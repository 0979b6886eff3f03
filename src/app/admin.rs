// This Source Code Form is subject to the terms of the Mozilla Public
// License, v. 2.0. If a copy of the MPL was not distributed with this
// file, You can obtain one at https://mozilla.org/MPL/2.0/.

//! Administrator management
//!
//! Nothing here prevents an admin from removing themselves or the last
//! admin of an account.  An account with no admins can only be recovered
//! by a privileged caller; that is documented operator behavior, not a
//! constraint we enforce.

use super::Platform;
use crate::api_error::Error;
use crate::db::model::Admin;
use chrono::Utc;

impl Platform {
    pub async fn admin_add(
        &self,
        account_id: &str,
        principal_arn: &str,
        created_by: &str,
    ) -> Result<Admin, Error> {
        if principal_arn.is_empty() {
            return Err(Error::invalid_argument("principalArn is required"));
        }
        let admin = Admin {
            account_id: account_id.to_owned(),
            principal_arn: principal_arn.to_owned(),
            created_at: Utc::now(),
            created_by: created_by.to_owned(),
        };
        self.datastore.admin_add(&admin).await?;
        Ok(admin)
    }

    pub async fn admin_remove(
        &self,
        account_id: &str,
        principal_arn: &str,
    ) -> Result<(), Error> {
        self.datastore.admin_remove(account_id, principal_arn).await
    }

    pub async fn admins_list(
        &self,
        account_id: &str,
    ) -> Result<Vec<String>, Error> {
        self.datastore.admins_list(account_id).await
    }
}
#[cfg(test)]
mod test {
    use super::adapt_statement;
    use super::resolve_principal;
    use super::split_statements;
    use super::validate_template;
    use super::LocalEngine;
    use crate::api_error::Error;
    use crate::engine::EntityRef;
    use crate::engine::PolicyEngine;
    use crate::engine::PolicyFilter;
    use slog::o;
    use slog::Discard;
    use slog::Logger;

    fn engine() -> LocalEngine {
        LocalEngine::new(Logger::root(Discard, o!()))
    }

    #[test]
    fn test_resolve_principal_uses_in() {
        let resolved = resolve_principal(
            "permit(?principal, action, resource);",
            &EntityRef::group("g1"),
        );
        assert_eq!(
            r#"permit(principal in Group::"g1", action, resource);"#,
            resolved
        );
    }

    #[test]
    fn test_adapt_resource_like() {
        let adapted = adapt_statement(
            r#"permit(principal, action, resource)
               when { resource like "arn:aws:rosa:*" };"#,
        );
        assert!(adapted.contains(r#"resource.arn like "arn:aws:rosa:*""#));
        // Only the bare entity comparison is rewritten.
        assert_eq!(
            "resource.arn like \"x\"",
            adapt_statement("resource.arn like \"x\"")
        );
    }

    #[test]
    fn test_split_statements() {
        let source = "permit(principal, action, resource)\n  when { true };\nforbid(principal, action, resource)\n  when { false };";
        let statements = split_statements(source);
        assert_eq!(2, statements.len());
        assert!(statements[0].starts_with("permit"));
        assert!(statements[1].starts_with("forbid"));

        assert_eq!(
            vec![String::from("permit(principal, action, resource);")],
            split_statements("permit(principal, action, resource);")
        );
        assert!(split_statements("").is_empty());
    }

    #[test]
    fn test_validate_template() {
        validate_template("permit(?principal, action, resource);").unwrap();
        let error =
            validate_template("permit(?principal, actio, resource;").unwrap_err();
        assert!(matches!(error, Error::InvalidArgument { .. }));
    }

    #[tokio::test]
    async fn test_template_update_reresolves_attachments() {
        let engine = engine();
        let store_id = engine.policy_store_create("test").await.unwrap();
        let template = engine
            .template_create(
                &store_id,
                r#"permit(?principal, action == Action::"DescribeCluster", resource);"#,
                "{}",
            )
            .await
            .unwrap();
        engine
            .attachment_create(
                &store_id,
                &template.template_id,
                EntityRef::group("g1"),
            )
            .await
            .unwrap();

        engine
            .template_update(
                &store_id,
                &template.template_id,
                r#"permit(?principal, action == Action::"DeleteCluster", resource);"#,
                "{}",
            )
            .await
            .unwrap();

        let attachments = engine
            .attachments_list(&store_id, &PolicyFilter::default())
            .await
            .unwrap();
        assert_eq!(1, attachments.len());
        assert_eq!(template.template_id, attachments[0].template_id);
    }

    #[tokio::test]
    async fn test_attachment_requires_template() {
        let engine = engine();
        let store_id = engine.policy_store_create("test").await.unwrap();
        let error = engine
            .attachment_create(&store_id, "no-such", EntityRef::group("g1"))
            .await
            .unwrap_err();
        assert!(matches!(error, Error::ObjectNotFound { .. }));
    }

    #[tokio::test]
    async fn test_unknown_store() {
        let engine = engine();
        let error = engine.templates_list("no-such").await.unwrap_err();
        assert!(matches!(error, Error::ObjectNotFound { .. }));
    }

    #[tokio::test]
    async fn test_attachment_filters() {
        let engine = engine();
        let store_id = engine.policy_store_create("test").await.unwrap();
        let t1 = engine
            .template_create(
                &store_id,
                "permit(?principal, action, resource);",
                "{}",
            )
            .await
            .unwrap();
        let t2 = engine
            .template_create(
                &store_id,
                "forbid(?principal, action, resource);",
                "{}",
            )
            .await
            .unwrap();
        engine
            .attachment_create(&store_id, &t1.template_id, EntityRef::group("g1"))
            .await
            .unwrap();
        engine
            .attachment_create(
                &store_id,
                &t2.template_id,
                EntityRef::principal("arn:u"),
            )
            .await
            .unwrap();

        let all = engine
            .attachments_list(&store_id, &PolicyFilter::default())
            .await
            .unwrap();
        assert_eq!(2, all.len());

        let by_template = engine
            .attachments_list(&store_id, &PolicyFilter::by_template(&t1.template_id))
            .await
            .unwrap();
        assert_eq!(1, by_template.len());
        assert_eq!(EntityRef::group("g1"), by_template[0].principal);

        let by_principal = engine
            .attachments_list(
                &store_id,
                &PolicyFilter {
                    template_id: None,
                    principal: Some(EntityRef::principal("arn:u")),
                },
            )
            .await
            .unwrap();
        assert_eq!(1, by_principal.len());
        assert_eq!(t2.template_id, by_principal[0].template_id);
    }
}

* * *

Please reproduce exactly the lines above, beginning with the first and ending with the line that contains "one at https://mozilla.org/MPL/2.0/.", and include nothing outside that range.

repository 0979b6886eff3f03
filename src/app/admin.rs
// This Source Code Form is subject to the terms of the Mozilla Public
// License, v. 2.0. If a copy of the MPL was not distributed with this
// file, You can obtain one at https://mozilla.org/MPL/2.0/.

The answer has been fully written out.